§ Input material:
※ ※ ※

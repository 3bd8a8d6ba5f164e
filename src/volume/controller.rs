//! Master volume get/set over a mixer simple element.
//!
//! Every call opens its own mixer, walks it to the configured
//! element and releases it before returning. Nothing is cached,
//! the element's native range is re-read on every call.

//---------------------------------------------------------------------------------------------------- use
use crate::{
	backend::{Backend,DefaultBackend,Mixer,Selem},
	config::MixerConfig,
	error::VolumeError,
	volume::Percent,
	macros::{debug2,info2},
};

//---------------------------------------------------------------------------------------------------- Scaling
// `percent` onto `[min, max]`: `min + percent * (max - min) / 100`.
fn to_native(percent: Percent, min: i64, max: i64) -> i64 {
	let span = i128::from(max) - i128::from(min);
	let v = i128::from(min) + i128::from(percent.inner()) * span / 100;
	i64::try_from(v).unwrap_or(max)
}

// `value` in `[min, max]` onto `0..=100`, truncating.
fn to_percent(value: i64, min: i64, max: i64) -> Percent {
	let span = i128::from(max) - i128::from(min);
	let p = (i128::from(value) - i128::from(min)) * 100 / span;
	Percent::new(u8::try_from(p.clamp(0, 100)).unwrap_or(100))
}

//---------------------------------------------------------------------------------------------------- VolumeController
/// Reads and writes the playback volume of a mixer element.
///
/// This needs no open stream and holds no mixer between calls.
///
/// ```rust
/// # use pcmio::*;
/// # use pcmio::backend::Dummy;
/// let volume = VolumeController::new(Dummy::new(), MixerConfig::DEFAULT);
///
/// volume.set_master_volume(Percent::NEW_100).unwrap();
/// assert_eq!(volume.get_master_volume().unwrap(), Percent::NEW_100);
/// ```
#[derive(Clone,Debug)]
pub struct VolumeController<B: Backend = DefaultBackend> {
	backend: B,
	config: MixerConfig,
}

impl<B: Backend> VolumeController<B> {
	#[inline]
	#[must_use]
	/// Control `config`'s element through `backend`.
	pub const fn new(backend: B, config: MixerConfig) -> Self {
		Self { backend, config }
	}

	#[inline]
	#[must_use]
	/// The element being controlled.
	pub const fn config(&self) -> &MixerConfig {
		&self.config
	}

	/// Current volume of the element.
	///
	/// The element's first (mono) channel is read and
	/// scaled from its native range, truncating.
	///
	/// # Errors
	/// Any mixer step failing, or the element's range being empty.
	pub fn get_master_volume(&self) -> Result<Percent, VolumeError> {
		let mixer = self.mixer()?;
		let selem = self.find(&mixer)?;
		let (min, max) = range(&selem)?;

		let value = selem.playback_volume_mono().map_err(VolumeError::Get)?;
		let percent = to_percent(value, min, max);

		debug2!("VolumeController - {} = {value} [{min}, {max}] ({percent})", self.config.element);
		Ok(percent)
	}

	/// Set every channel of the element to `volume`.
	///
	/// # Errors
	/// Any mixer step failing, or the element's range being empty.
	pub fn set_master_volume(&self, volume: Percent) -> Result<(), VolumeError> {
		let mixer = self.mixer()?;
		let selem = self.find(&mixer)?;
		let (min, max) = range(&selem)?;

		let value = to_native(volume, min, max);
		selem.set_playback_volume_all(value).map_err(VolumeError::Set)?;

		info2!("VolumeController - {} = {value} [{min}, {max}] ({volume})", self.config.element);
		Ok(())
	}

	// Open a mixer and load the configured card into it.
	fn mixer(&self) -> Result<B::Mixer, VolumeError> {
		let mut mixer = self.backend.open_mixer().map_err(VolumeError::Open)?;

		mixer.attach(&self.config.card).map_err(|source| VolumeError::Attach {
			card: self.config.card.clone(),
			source,
		})?;
		mixer.register().map_err(VolumeError::Register)?;
		mixer.load().map_err(VolumeError::Load)?;

		Ok(mixer)
	}

	fn find<'m>(&self, mixer: &'m B::Mixer) -> Result<<B::Mixer as Mixer>::Selem<'m>, VolumeError> {
		mixer
			.find_selem(&self.config.element, self.config.index)
			.ok_or_else(|| VolumeError::ElementNotFound {
				name: self.config.element.clone(),
				index: self.config.index,
			})
	}
}

// Native range, rejecting ranges that can't be scaled.
fn range<S: Selem>(selem: &S) -> Result<(i64, i64), VolumeError> {
	let (min, max) = selem.playback_volume_range().map_err(VolumeError::Range)?;
	if max <= min {
		return Err(VolumeError::EmptyRange { min, max });
	}
	Ok((min, max))
}

//---------------------------------------------------------------------------------------------------- TESTS
#[cfg(test)]
mod tests {
	use super::*;
	use crate::backend::Dummy;
	use pretty_assertions::assert_eq;
	use proptest::prelude::*;

	fn assert_round_trip(volume: &VolumeController<Dummy>) {
		for p in [Percent::NEW_0, Percent::NEW_50, Percent::NEW_100] {
			volume.set_master_volume(p).unwrap();
			let got = volume.get_master_volume().unwrap();
			assert!(got.inner().abs_diff(p.inner()) <= 1, "set {p}, got {got}");
		}
	}

	#[test]
	fn round_trip_master() {
		let dummy = Dummy::new();
		assert_round_trip(&VolumeController::new(dummy.clone(), MixerConfig::DEFAULT));

		let stats = dummy.stats();
		assert_eq!(stats.mixers_opened, 6);
		assert_eq!(stats.mixers_closed, 6);
	}

	#[test]
	fn round_trip_pcm_with_offset_min() {
		let dummy = Dummy::new();
		let volume = VolumeController::new(dummy.clone(), MixerConfig::PCM);
		assert_round_trip(&volume);

		// Min offset is applied both ways.
		volume.set_master_volume(Percent::NEW_0).unwrap();
		assert_eq!(dummy.element_volume("PCM", 0), Some(20));
		volume.set_master_volume(Percent::NEW_50).unwrap();
		assert_eq!(dummy.element_volume("PCM", 0), Some(137));
		assert_eq!(volume.get_master_volume().unwrap(), Percent::NEW_49);
	}

	#[test]
	fn get_truncates() {
		let dummy = Dummy::new();
		let volume = VolumeController::new(dummy.clone(), MixerConfig::DEFAULT);
		volume.set_master_volume(Percent::NEW_50).unwrap();
		// 50 * 87 / 100 = 43, 43 * 100 / 87 = 49.4
		assert_eq!(dummy.element_volume("Master", 0), Some(43));
		assert_eq!(volume.get_master_volume().unwrap(), Percent::NEW_49);
	}

	#[test]
	fn element_not_found() {
		let dummy = Dummy::new();
		dummy.remove_element("Master", 0);
		let volume = VolumeController::new(dummy.clone(), MixerConfig::DEFAULT);

		let e = volume.get_master_volume().unwrap_err();
		assert_eq!(e.to_string(), "could not find simple element `Master,0`");
		assert!(matches!(volume.set_master_volume(Percent::MAX), Err(VolumeError::ElementNotFound { .. })));

		let stats = dummy.stats();
		assert_eq!(stats.mixers_opened, 2);
		assert_eq!(stats.mixers_closed, 2);
	}

	#[test]
	fn wrong_card() {
		let dummy = Dummy::new();
		let volume = VolumeController::new(dummy.clone(), MixerConfig::new("hw:3", "Master"));

		match volume.get_master_volume() {
			Err(VolumeError::Attach { card, source }) => {
				assert_eq!(card, "hw:3");
				assert_eq!(source.errno(), 2);
			},
			other => panic!("{other:?}"),
		}
		assert_eq!(dummy.stats().mixers_closed, 1);
	}

	#[test]
	fn open_and_load_failures() {
		let dummy = Dummy::new();
		let volume = VolumeController::new(dummy.clone(), MixerConfig::DEFAULT);

		dummy.fail_mixer_open(true);
		assert!(matches!(volume.get_master_volume(), Err(VolumeError::Open(_))));
		assert_eq!(dummy.stats().mixers_opened, 0);
		dummy.fail_mixer_open(false);

		dummy.fail_mixer_load(true);
		assert!(matches!(volume.set_master_volume(Percent::MIN), Err(VolumeError::Load(_))));
		assert_eq!(dummy.stats().mixers_closed, 1);
		// Nothing was written.
		assert_eq!(dummy.element_volume("Master", 0), Some(87));
	}

	#[test]
	fn empty_range() {
		let dummy = Dummy::new();
		dummy.add_element("Speaker", 1, 5, 5);
		let mut config = MixerConfig::new("default", "Speaker");
		config.index = 1;
		let volume = VolumeController::new(dummy, config);

		assert!(matches!(volume.get_master_volume(), Err(VolumeError::EmptyRange { min: 5, max: 5 })));
	}

	#[test]
	fn scaling_extremes() {
		assert_eq!(to_native(Percent::MAX, i64::MIN, i64::MAX), i64::MAX);
		assert_eq!(to_native(Percent::MIN, i64::MIN, i64::MAX), i64::MIN);
		assert_eq!(to_percent(i64::MAX, i64::MIN, i64::MAX), Percent::MAX);
		// Out of range values are clamped.
		assert_eq!(to_percent(-10, 0, 10), Percent::MIN);
		assert_eq!(to_percent(20, 0, 10), Percent::MAX);
	}

	proptest! {
		#[test]
		fn round_trip_any_range(p in 0_u8..=100, min in -100_000_i64..100_000, span in 100_i64..1_000_000) {
			let max = min + span;
			let got = to_percent(to_native(Percent::new(p), min, max), min, max);
			prop_assert!(got.inner() <= p);
			prop_assert!(p - got.inner() <= 1, "{p} -> {got}");
		}
	}
}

※ ※ ※

§ What needs to be done: In the material above, how many lines contain "DefaultBackend"? Reply with only the number.

§ Solved problem: 2